Problem description:
Could the entries below be retyped exactly and in full?

Extracted records:
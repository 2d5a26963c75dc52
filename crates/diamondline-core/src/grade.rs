// Letter grades, their comparison ranks, and the score-to-grade ladders.
//
// Two ladders exist and are kept as separate named profiles: the confidence
// ladder used to grade picks, and the factor-display ladder used to grade
// individual factor scores on the dashboard. They disagree on purpose.

use serde::{Deserialize, Serialize};
use std::fmt;
use std::str::FromStr;
use thiserror::Error;

#[derive(Debug, Error, PartialEq, Eq)]
#[error("unknown grade `{0}`")]
pub struct UnknownGrade(pub String);

// ---------------------------------------------------------------------------
// Grade
// ---------------------------------------------------------------------------

/// A letter grade. `Ord` follows [`Grade::rank`], so `Grade::APlus > Grade::F`.
#[derive(Debug, Clone, Copy, PartialEq, Eq, Hash, Serialize, Deserialize)]
#[serde(try_from = "String", into = "String")]
pub enum Grade {
    APlus,
    A,
    AMinus,
    BPlus,
    B,
    BMinus,
    CPlus,
    C,
    CMinus,
    DPlus,
    D,
    F,
}

impl Grade {
    /// Every grade, best first.
    pub const ALL: [Grade; 12] = [
        Grade::APlus,
        Grade::A,
        Grade::AMinus,
        Grade::BPlus,
        Grade::B,
        Grade::BMinus,
        Grade::CPlus,
        Grade::C,
        Grade::CMinus,
        Grade::DPlus,
        Grade::D,
        Grade::F,
    ];

    /// Total-order rank used only for comparison and sorting: `A+ = 12 ... F = 1`.
    pub fn rank(&self) -> u8 {
        match self {
            Grade::APlus => 12,
            Grade::A => 11,
            Grade::AMinus => 10,
            Grade::BPlus => 9,
            Grade::B => 8,
            Grade::BMinus => 7,
            Grade::CPlus => 6,
            Grade::C => 5,
            Grade::CMinus => 4,
            Grade::DPlus => 3,
            Grade::D => 2,
            Grade::F => 1,
        }
    }

    pub fn label(&self) -> &'static str {
        match self {
            Grade::APlus => "A+",
            Grade::A => "A",
            Grade::AMinus => "A-",
            Grade::BPlus => "B+",
            Grade::B => "B",
            Grade::BMinus => "B-",
            Grade::CPlus => "C+",
            Grade::C => "C",
            Grade::CMinus => "C-",
            Grade::DPlus => "D+",
            Grade::D => "D",
            Grade::F => "F",
        }
    }

    /// The letter without its +/- modifier.
    pub fn letter(&self) -> char {
        self.label().chars().next().unwrap_or('F')
    }
}

impl PartialOrd for Grade {
    fn partial_cmp(&self, other: &Self) -> Option<std::cmp::Ordering> {
        Some(self.cmp(other))
    }
}

impl Ord for Grade {
    fn cmp(&self, other: &Self) -> std::cmp::Ordering {
        self.rank().cmp(&other.rank())
    }
}

impl fmt::Display for Grade {
    fn fmt(&self, f: &mut fmt::Formatter<'_>) -> fmt::Result {
        f.write_str(self.label())
    }
}

impl FromStr for Grade {
    type Err = UnknownGrade;

    fn from_str(s: &str) -> Result<Self, Self::Err> {
        let trimmed = s.trim();
        Grade::ALL
            .into_iter()
            .find(|g| g.label().eq_ignore_ascii_case(trimmed))
            .ok_or_else(|| UnknownGrade(s.to_string()))
    }
}

impl TryFrom<String> for Grade {
    type Error = UnknownGrade;

    fn try_from(value: String) -> Result<Self, Self::Error> {
        value.parse()
    }
}

impl From<Grade> for String {
    fn from(grade: Grade) -> Self {
        grade.label().to_string()
    }
}

// ---------------------------------------------------------------------------
// Ladders
// ---------------------------------------------------------------------------

/// Confidence ladder: `>=78.5 A+ ... >=61.0 C`, else `C-`.
const CONFIDENCE_LADDER: &[(f64, Grade)] = &[
    (78.5, Grade::APlus),
    (76.0, Grade::A),
    (73.5, Grade::AMinus),
    (71.0, Grade::BPlus),
    (68.5, Grade::B),
    (66.0, Grade::BMinus),
    (63.5, Grade::CPlus),
    (61.0, Grade::C),
];

/// Factor-display ladder: `>=95 A+ ... >=63 D`, else `F`.
const FACTOR_DISPLAY_LADDER: &[(f64, Grade)] = &[
    (95.0, Grade::APlus),
    (88.0, Grade::A),
    (83.0, Grade::BPlus),
    (78.0, Grade::B),
    (73.0, Grade::CPlus),
    (68.0, Grade::C),
    (63.0, Grade::D),
];

/// A named score-to-grade threshold table.
#[derive(Debug, Clone, Copy, PartialEq, Eq, Default, Serialize, Deserialize)]
#[serde(rename_all = "snake_case")]
pub enum GradeLadder {
    /// Grades aggregated pick confidence.
    #[default]
    Confidence,
    /// Grades a single factor score for display.
    FactorDisplay,
}

impl GradeLadder {
    fn table(&self) -> (&'static [(f64, Grade)], Grade) {
        match self {
            GradeLadder::Confidence => (CONFIDENCE_LADDER, Grade::CMinus),
            GradeLadder::FactorDisplay => (FACTOR_DISPLAY_LADDER, Grade::F),
        }
    }

    /// Map a score onto a grade. Thresholds are checked top-down and the
    /// first one the score reaches wins. Non-finite scores get the floor grade.
    pub fn grade(&self, score: f64) -> Grade {
        let (table, floor) = self.table();
        table
            .iter()
            .find(|(threshold, _)| score >= *threshold)
            .map(|(_, grade)| *grade)
            .unwrap_or(floor)
    }

    /// Ordered thresholds of this ladder, best grade first.
    pub fn thresholds(&self) -> &'static [(f64, Grade)] {
        self.table().0
    }

    /// Grade assigned below the lowest threshold.
    pub fn floor(&self) -> Grade {
        self.table().1
    }
}

// ---------------------------------------------------------------------------
// Tests
// ---------------------------------------------------------------------------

Response area:
repository 2d5a26963c75dc52
filename crates/diamondline-core/src/grade.rs
// Letter grades, their comparison ranks, and the score-to-grade ladders.
//
// Two ladders exist and are kept as separate named profiles: the confidence
// ladder used to grade picks, and the factor-display ladder used to grade
// individual factor scores on the dashboard. They disagree on purpose.

use serde::{Deserialize, Serialize};
use std::fmt;
use std::str::FromStr;
use thiserror::Error;

#[derive(Debug, Error, PartialEq, Eq)]
#[error("unknown grade `{0}`")]
pub struct UnknownGrade(pub String);

// ---------------------------------------------------------------------------
// Grade
// ---------------------------------------------------------------------------

/// A letter grade. `Ord` follows [`Grade::rank`], so `Grade::APlus > Grade::F`.
#[derive(Debug, Clone, Copy, PartialEq, Eq, Hash, Serialize, Deserialize)]
#[serde(try_from = "String", into = "String")]
pub enum Grade {
    APlus,
    A,
    AMinus,
    BPlus,
    B,
    BMinus,
    CPlus,
    C,
    CMinus,
    DPlus,
    D,
    F,
}

impl Grade {
    /// Every grade, best first.
    pub const ALL: [Grade; 12] = [
        Grade::APlus,
        Grade::A,
        Grade::AMinus,
        Grade::BPlus,
        Grade::B,
        Grade::BMinus,
        Grade::CPlus,
        Grade::C,
        Grade::CMinus,
        Grade::DPlus,
        Grade::D,
        Grade::F,
    ];

    /// Total-order rank used only for comparison and sorting: `A+ = 12 ... F = 1`.
    pub fn rank(&self) -> u8 {
        match self {
            Grade::APlus => 12,
            Grade::A => 11,
            Grade::AMinus => 10,
            Grade::BPlus => 9,
            Grade::B => 8,
            Grade::BMinus => 7,
            Grade::CPlus => 6,
            Grade::C => 5,
            Grade::CMinus => 4,
            Grade::DPlus => 3,
            Grade::D => 2,
            Grade::F => 1,
        }
    }

    pub fn label(&self) -> &'static str {
        match self {
            Grade::APlus => "A+",
            Grade::A => "A",
            Grade::AMinus => "A-",
            Grade::BPlus => "B+",
            Grade::B => "B",
            Grade::BMinus => "B-",
            Grade::CPlus => "C+",
            Grade::C => "C",
            Grade::CMinus => "C-",
            Grade::DPlus => "D+",
            Grade::D => "D",
            Grade::F => "F",
        }
    }

    /// The letter without its +/- modifier.
    pub fn letter(&self) -> char {
        self.label().chars().next().unwrap_or('F')
    }
}

impl PartialOrd for Grade {
    fn partial_cmp(&self, other: &Self) -> Option<std::cmp::Ordering> {
        Some(self.cmp(other))
    }
}

impl Ord for Grade {
    fn cmp(&self, other: &Self) -> std::cmp::Ordering {
        self.rank().cmp(&other.rank())
    }
}

impl fmt::Display for Grade {
    fn fmt(&self, f: &mut fmt::Formatter<'_>) -> fmt::Result {
        f.write_str(self.label())
    }
}

impl FromStr for Grade {
    type Err = UnknownGrade;

    fn from_str(s: &str) -> Result<Self, Self::Err> {
        let trimmed = s.trim();
        Grade::ALL
            .into_iter()
            .find(|g| g.label().eq_ignore_ascii_case(trimmed))
            .ok_or_else(|| UnknownGrade(s.to_string()))
    }
}

impl TryFrom<String> for Grade {
    type Error = UnknownGrade;

    fn try_from(value: String) -> Result<Self, Self::Error> {
        value.parse()
    }
}

impl From<Grade> for String {
    fn from(grade: Grade) -> Self {
        grade.label().to_string()
    }
}

// ---------------------------------------------------------------------------
// Ladders
// ---------------------------------------------------------------------------

/// Confidence ladder: `>=78.5 A+ ... >=61.0 C`, else `C-`.
const CONFIDENCE_LADDER: &[(f64, Grade)] = &[
    (78.5, Grade::APlus),
    (76.0, Grade::A),
    (73.5, Grade::AMinus),
    (71.0, Grade::BPlus),
    (68.5, Grade::B),
    (66.0, Grade::BMinus),
    (63.5, Grade::CPlus),
    (61.0, Grade::C),
];

/// Factor-display ladder: `>=95 A+ ... >=63 D`, else `F`.
const FACTOR_DISPLAY_LADDER: &[(f64, Grade)] = &[
    (95.0, Grade::APlus),
    (88.0, Grade::A),
    (83.0, Grade::BPlus),
    (78.0, Grade::B),
    (73.0, Grade::CPlus),
    (68.0, Grade::C),
    (63.0, Grade::D),
];

/// A named score-to-grade threshold table.
#[derive(Debug, Clone, Copy, PartialEq, Eq, Default, Serialize, Deserialize)]
#[serde(rename_all = "snake_case")]
pub enum GradeLadder {
    /// Grades aggregated pick confidence.
    #[default]
    Confidence,
    /// Grades a single factor score for display.
    FactorDisplay,
}

impl GradeLadder {
    fn table(&self) -> (&'static [(f64, Grade)], Grade) {
        match self {
            GradeLadder::Confidence => (CONFIDENCE_LADDER, Grade::CMinus),
            GradeLadder::FactorDisplay => (FACTOR_DISPLAY_LADDER, Grade::F),
        }
    }

    /// Map a score onto a grade. Thresholds are checked top-down and the
    /// first one the score reaches wins. Non-finite scores get the floor grade.
    pub fn grade(&self, score: f64) -> Grade {
        let (table, floor) = self.table();
        table
            .iter()
            .find(|(threshold, _)| score >= *threshold)
            .map(|(_, grade)| *grade)
            .unwrap_or(floor)
    }

    /// Ordered thresholds of this ladder, best grade first.
    pub fn thresholds(&self) -> &'static [(f64, Grade)] {
        self.table().0
    }

    /// Grade assigned below the lowest threshold.
    pub fn floor(&self) -> Grade {
        self.table().1
    }
}

// ---------------------------------------------------------------------------
// Tests
// ---------------------------------------------------------------------------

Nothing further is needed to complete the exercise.